How to complete this task:
Copy all lines holding the word "lowered" from the entries.

Records:
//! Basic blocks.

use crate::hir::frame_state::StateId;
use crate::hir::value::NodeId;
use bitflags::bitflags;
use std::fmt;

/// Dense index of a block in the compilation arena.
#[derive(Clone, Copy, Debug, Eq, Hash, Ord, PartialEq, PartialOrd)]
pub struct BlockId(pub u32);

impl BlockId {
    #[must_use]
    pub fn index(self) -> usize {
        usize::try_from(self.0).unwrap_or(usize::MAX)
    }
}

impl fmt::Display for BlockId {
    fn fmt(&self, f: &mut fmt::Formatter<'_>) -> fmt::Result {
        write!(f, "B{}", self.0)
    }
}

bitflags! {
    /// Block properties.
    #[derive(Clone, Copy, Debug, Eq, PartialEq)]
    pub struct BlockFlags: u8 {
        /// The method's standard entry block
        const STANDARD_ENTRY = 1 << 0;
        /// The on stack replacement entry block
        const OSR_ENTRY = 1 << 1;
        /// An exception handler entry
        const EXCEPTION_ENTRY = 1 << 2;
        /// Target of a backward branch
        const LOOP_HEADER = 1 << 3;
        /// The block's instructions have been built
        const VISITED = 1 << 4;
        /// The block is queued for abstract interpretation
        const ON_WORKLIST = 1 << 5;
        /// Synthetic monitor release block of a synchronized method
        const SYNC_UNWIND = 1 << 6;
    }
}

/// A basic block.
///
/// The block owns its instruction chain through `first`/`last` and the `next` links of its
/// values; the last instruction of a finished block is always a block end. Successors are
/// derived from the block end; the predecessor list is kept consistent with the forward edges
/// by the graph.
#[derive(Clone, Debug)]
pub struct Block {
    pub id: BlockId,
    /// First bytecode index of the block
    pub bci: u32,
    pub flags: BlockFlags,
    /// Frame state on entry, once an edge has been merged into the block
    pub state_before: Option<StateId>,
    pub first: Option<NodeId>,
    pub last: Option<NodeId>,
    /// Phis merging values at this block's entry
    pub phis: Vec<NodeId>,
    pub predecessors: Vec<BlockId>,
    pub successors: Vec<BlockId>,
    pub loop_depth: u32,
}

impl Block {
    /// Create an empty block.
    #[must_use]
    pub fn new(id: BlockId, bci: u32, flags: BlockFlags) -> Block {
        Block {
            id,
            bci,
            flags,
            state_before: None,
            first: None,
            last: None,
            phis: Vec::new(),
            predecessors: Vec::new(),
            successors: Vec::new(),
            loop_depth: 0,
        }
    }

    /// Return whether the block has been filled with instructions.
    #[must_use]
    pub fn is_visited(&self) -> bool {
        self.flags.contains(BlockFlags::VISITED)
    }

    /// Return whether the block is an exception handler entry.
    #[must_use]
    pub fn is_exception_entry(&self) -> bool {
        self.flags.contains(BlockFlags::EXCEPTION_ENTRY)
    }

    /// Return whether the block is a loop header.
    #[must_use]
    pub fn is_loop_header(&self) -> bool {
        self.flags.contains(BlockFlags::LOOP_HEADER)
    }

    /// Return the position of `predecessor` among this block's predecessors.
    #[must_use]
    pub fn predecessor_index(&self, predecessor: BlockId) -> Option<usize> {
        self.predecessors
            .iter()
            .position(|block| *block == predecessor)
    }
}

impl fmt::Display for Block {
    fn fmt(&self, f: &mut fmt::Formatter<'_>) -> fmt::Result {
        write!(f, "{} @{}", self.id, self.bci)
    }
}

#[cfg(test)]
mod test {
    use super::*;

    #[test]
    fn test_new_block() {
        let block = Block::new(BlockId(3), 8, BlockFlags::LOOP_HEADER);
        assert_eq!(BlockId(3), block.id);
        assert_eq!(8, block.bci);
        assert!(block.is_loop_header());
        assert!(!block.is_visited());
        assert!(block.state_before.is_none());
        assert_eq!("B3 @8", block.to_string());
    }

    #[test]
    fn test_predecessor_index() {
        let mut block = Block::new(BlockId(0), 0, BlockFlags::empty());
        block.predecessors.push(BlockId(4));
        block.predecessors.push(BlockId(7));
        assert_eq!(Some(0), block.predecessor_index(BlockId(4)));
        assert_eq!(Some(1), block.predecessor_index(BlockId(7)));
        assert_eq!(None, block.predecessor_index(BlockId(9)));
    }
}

* * *

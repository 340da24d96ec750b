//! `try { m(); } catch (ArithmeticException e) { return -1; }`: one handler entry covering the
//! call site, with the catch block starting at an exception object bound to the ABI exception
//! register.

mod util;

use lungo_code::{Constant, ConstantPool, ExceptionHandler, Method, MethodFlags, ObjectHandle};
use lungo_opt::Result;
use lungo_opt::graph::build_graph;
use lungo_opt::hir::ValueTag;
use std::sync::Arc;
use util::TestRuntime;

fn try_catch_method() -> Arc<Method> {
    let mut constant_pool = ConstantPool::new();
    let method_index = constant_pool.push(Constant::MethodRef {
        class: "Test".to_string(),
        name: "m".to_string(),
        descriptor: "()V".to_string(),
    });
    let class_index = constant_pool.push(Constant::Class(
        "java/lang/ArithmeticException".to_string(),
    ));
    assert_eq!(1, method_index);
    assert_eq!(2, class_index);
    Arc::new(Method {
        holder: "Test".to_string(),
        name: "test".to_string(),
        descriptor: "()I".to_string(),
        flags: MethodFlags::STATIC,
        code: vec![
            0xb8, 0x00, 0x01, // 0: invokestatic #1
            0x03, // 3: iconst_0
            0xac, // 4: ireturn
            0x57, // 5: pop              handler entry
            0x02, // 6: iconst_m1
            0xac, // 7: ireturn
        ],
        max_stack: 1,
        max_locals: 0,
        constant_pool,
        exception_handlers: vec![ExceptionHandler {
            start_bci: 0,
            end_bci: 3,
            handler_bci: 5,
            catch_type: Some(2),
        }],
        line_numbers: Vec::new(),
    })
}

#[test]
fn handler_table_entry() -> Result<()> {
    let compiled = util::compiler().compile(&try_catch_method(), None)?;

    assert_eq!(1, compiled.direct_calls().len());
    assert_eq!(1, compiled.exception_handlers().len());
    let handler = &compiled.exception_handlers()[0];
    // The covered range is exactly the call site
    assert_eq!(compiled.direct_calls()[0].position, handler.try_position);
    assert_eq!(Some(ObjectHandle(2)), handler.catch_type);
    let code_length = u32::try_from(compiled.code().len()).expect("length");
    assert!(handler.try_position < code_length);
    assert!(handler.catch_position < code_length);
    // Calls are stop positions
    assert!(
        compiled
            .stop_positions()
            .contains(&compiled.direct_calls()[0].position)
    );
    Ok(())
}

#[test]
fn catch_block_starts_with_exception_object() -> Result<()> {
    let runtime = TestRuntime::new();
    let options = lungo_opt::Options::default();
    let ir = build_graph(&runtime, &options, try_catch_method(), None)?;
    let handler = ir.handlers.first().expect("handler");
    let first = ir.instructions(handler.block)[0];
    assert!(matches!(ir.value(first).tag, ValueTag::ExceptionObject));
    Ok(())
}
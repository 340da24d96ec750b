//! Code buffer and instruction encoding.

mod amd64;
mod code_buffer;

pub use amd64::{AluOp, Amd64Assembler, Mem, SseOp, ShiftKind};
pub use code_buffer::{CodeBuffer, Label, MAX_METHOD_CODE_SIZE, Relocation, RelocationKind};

* * *

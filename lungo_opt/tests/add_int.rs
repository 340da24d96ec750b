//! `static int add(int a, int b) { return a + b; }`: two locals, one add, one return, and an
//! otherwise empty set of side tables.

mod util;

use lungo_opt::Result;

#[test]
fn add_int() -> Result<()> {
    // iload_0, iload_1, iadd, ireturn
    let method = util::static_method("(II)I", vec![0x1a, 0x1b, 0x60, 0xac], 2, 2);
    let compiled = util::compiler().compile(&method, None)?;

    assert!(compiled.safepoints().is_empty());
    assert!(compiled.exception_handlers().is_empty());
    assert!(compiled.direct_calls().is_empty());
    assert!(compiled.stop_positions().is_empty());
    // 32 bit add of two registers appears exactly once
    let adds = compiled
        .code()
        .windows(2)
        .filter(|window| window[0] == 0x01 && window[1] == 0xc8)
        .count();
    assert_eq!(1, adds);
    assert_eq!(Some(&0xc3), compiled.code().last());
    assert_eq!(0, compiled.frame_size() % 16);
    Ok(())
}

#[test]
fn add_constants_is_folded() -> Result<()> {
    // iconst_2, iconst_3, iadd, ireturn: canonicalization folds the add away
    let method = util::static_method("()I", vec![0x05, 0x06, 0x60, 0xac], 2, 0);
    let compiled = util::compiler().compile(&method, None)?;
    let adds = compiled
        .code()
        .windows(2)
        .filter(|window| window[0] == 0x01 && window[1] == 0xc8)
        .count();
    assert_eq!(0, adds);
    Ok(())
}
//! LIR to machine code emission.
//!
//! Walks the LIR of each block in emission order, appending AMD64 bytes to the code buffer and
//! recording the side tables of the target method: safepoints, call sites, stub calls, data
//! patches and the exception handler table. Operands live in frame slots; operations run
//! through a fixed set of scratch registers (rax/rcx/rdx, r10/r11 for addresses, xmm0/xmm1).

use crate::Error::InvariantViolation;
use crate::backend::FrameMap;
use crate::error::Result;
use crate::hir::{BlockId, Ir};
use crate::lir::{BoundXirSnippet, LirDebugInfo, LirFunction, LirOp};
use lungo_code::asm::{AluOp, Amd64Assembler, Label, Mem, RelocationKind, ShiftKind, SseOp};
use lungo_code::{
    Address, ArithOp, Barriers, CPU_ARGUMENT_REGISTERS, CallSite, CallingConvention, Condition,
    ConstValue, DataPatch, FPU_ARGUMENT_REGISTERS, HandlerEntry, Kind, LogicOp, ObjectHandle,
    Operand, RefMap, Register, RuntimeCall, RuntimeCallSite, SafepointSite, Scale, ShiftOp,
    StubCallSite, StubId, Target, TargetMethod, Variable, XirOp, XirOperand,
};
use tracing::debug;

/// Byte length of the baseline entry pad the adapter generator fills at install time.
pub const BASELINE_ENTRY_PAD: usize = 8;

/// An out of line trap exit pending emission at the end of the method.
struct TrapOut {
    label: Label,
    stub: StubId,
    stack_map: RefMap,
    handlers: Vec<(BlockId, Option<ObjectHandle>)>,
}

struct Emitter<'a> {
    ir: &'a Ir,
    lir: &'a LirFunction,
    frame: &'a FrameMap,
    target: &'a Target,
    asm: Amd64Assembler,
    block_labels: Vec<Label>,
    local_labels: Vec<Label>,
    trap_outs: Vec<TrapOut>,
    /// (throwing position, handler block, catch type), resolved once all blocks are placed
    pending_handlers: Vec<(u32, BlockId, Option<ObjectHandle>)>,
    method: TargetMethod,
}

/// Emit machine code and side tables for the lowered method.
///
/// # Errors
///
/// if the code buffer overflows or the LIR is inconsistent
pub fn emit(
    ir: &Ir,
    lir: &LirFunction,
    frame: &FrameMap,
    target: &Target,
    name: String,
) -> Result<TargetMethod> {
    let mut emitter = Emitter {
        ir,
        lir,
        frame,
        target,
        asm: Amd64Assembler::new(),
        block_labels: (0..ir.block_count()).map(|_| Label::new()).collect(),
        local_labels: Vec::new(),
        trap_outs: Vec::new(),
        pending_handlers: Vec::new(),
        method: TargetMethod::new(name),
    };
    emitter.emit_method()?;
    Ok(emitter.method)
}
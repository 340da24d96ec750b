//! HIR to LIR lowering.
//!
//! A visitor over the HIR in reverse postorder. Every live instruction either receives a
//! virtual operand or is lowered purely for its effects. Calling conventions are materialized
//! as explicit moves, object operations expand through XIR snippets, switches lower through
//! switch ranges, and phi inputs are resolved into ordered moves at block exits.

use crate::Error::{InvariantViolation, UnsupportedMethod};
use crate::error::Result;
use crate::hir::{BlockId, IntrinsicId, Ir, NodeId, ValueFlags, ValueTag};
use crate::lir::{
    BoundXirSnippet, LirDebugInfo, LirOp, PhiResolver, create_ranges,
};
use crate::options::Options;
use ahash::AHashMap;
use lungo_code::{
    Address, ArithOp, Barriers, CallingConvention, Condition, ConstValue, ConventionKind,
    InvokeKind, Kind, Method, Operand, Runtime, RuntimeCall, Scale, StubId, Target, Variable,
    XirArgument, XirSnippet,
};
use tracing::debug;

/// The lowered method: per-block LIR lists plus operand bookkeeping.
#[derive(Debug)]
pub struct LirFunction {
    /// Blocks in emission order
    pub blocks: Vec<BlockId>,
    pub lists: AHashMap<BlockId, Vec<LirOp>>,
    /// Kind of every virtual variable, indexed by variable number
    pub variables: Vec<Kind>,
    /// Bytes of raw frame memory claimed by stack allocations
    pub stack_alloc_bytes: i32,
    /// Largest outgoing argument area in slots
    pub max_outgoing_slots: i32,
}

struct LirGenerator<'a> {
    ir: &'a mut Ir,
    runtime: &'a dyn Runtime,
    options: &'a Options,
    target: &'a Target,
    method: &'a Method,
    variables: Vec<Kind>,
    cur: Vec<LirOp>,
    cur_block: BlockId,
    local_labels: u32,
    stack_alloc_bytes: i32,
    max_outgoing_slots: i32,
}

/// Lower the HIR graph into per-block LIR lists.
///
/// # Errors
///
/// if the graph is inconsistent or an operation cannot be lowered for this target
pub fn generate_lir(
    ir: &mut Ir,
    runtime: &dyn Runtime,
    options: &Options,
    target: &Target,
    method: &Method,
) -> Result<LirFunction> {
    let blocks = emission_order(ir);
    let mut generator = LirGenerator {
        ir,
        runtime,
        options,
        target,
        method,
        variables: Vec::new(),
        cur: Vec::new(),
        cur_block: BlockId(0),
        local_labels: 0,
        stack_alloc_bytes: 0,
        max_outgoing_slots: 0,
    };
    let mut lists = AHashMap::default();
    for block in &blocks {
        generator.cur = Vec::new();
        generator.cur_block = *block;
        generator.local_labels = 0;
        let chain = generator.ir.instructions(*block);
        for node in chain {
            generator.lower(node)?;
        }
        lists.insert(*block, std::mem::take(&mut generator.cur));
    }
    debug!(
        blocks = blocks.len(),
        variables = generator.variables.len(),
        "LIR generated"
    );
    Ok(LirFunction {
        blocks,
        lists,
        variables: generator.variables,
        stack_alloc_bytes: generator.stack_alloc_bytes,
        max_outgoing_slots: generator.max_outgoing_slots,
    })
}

Response to the exercise:
/// Emit machine code and side tables for the lowered method.
//! virtual operand or is lowered purely for its effects. Calling conventions are materialized
/// The lowered method: per-block LIR lists plus operand bookkeeping.
/// if the graph is inconsistent or an operation cannot be lowered for this target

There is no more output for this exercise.